----- Data shown -----
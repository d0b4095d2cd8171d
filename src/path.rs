//! Path resolution utilities for the virtual monorepo
//!
//! Everything here is lexical: paths are made absolute against the process
//! working directory and `.`/`..` components are folded without touching the
//! filesystem, except for [`find_root`] which searches for the configuration
//! document.

use std::env;
use std::path::{Component, Path, PathBuf};

use crate::defaults::{CONFIG_FILENAME, MASTER_COPY_SEPARATOR};
use crate::error::Result;

/// Resolve a path against the current working directory.
///
/// Absolute paths pass through (normalized); relative paths are joined onto
/// the working directory. The path does not need to exist.
pub fn resolve<P: AsRef<Path>>(path: P) -> Result<PathBuf> {
    let cwd = env::current_dir()?;
    Ok(resolve_from(&cwd, path))
}

/// Resolve a path against an explicit base directory.
pub fn resolve_from<P: AsRef<Path>>(base: &Path, path: P) -> PathBuf {
    let path = path.as_ref();
    if path.is_absolute() {
        normalize(path)
    } else {
        normalize(&base.join(path))
    }
}

/// Fold `.` and `..` components without consulting the filesystem.
///
/// `..` at the filesystem root stays at the root.
pub fn normalize(path: &Path) -> PathBuf {
    let mut out = PathBuf::new();
    for component in path.components() {
        match component {
            Component::CurDir => {}
            Component::ParentDir => {
                let popped = matches!(
                    out.components().next_back(),
                    Some(Component::Normal(_))
                ) && out.pop();
                if !popped && !out.has_root() {
                    out.push("..");
                }
            }
            other => out.push(other.as_os_str()),
        }
    }
    out
}

/// Locate the monorepo root by walking up from `start`.
///
/// Returns the first directory containing the configuration document, or
/// `None` once the filesystem root has been checked. `start` defaults to the
/// current working directory.
pub fn find_root(start: Option<&Path>) -> Result<Option<PathBuf>> {
    let start = match start {
        Some(path) => resolve(path)?,
        None => env::current_dir()?,
    };

    Ok(start
        .ancestors()
        .find(|dir| dir.join(CONFIG_FILENAME).is_file())
        .map(Path::to_path_buf))
}

/// Compute `target` relative to `base`.
///
/// Both paths are expected to be absolute. When they share no prefix (for
/// example different drives on Windows) the normalized target is returned.
pub fn relative_path(base: &Path, target: &Path) -> PathBuf {
    let base = normalize(base);
    let target = normalize(target);

    let base_parts: Vec<Component> = base.components().collect();
    let target_parts: Vec<Component> = target.components().collect();

    let common = base_parts
        .iter()
        .zip(target_parts.iter())
        .take_while(|(a, b)| a == b)
        .count();

    if common == 0 {
        return target;
    }

    let mut relative = PathBuf::new();
    for _ in common..base_parts.len() {
        relative.push("..");
    }
    for part in &target_parts[common..] {
        relative.push(part.as_os_str());
    }
    relative
}

/// Render a relative path with `/` separators, the form stored in the
/// configuration document on every platform.
pub fn to_portable(path: &Path) -> String {
    path.components()
        .map(|c| c.as_os_str().to_string_lossy().into_owned())
        .collect::<Vec<_>>()
        .join("/")
}

/// Turn a stored `/`-separated relative path back into a native path.
pub fn from_portable(path: &str) -> PathBuf {
    path.split('/').filter(|part| !part.is_empty()).collect()
}

/// Build the filesystem-safe identifier of a master copy.
///
/// The identifier is `<module>__<path>` with both path separators replaced
/// by `_`, so it always names a single entry inside the links directory.
pub fn master_copy_name(module: &str, path_in_module: &str) -> String {
    let sanitized: String = path_in_module
        .chars()
        .map(|c| match c {
            '/' | '\\' => '_',
            c => c,
        })
        .collect();
    format!("{}{}{}", module, MASTER_COPY_SEPARATOR, sanitized)
}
-----
- What the task requires -
For the word "crate", go through the records and show each line that carries it.

- The completed task -
use crate::defaults::{CONFIG_FILENAME, MASTER_COPY_SEPARATOR};
use crate::error::Result;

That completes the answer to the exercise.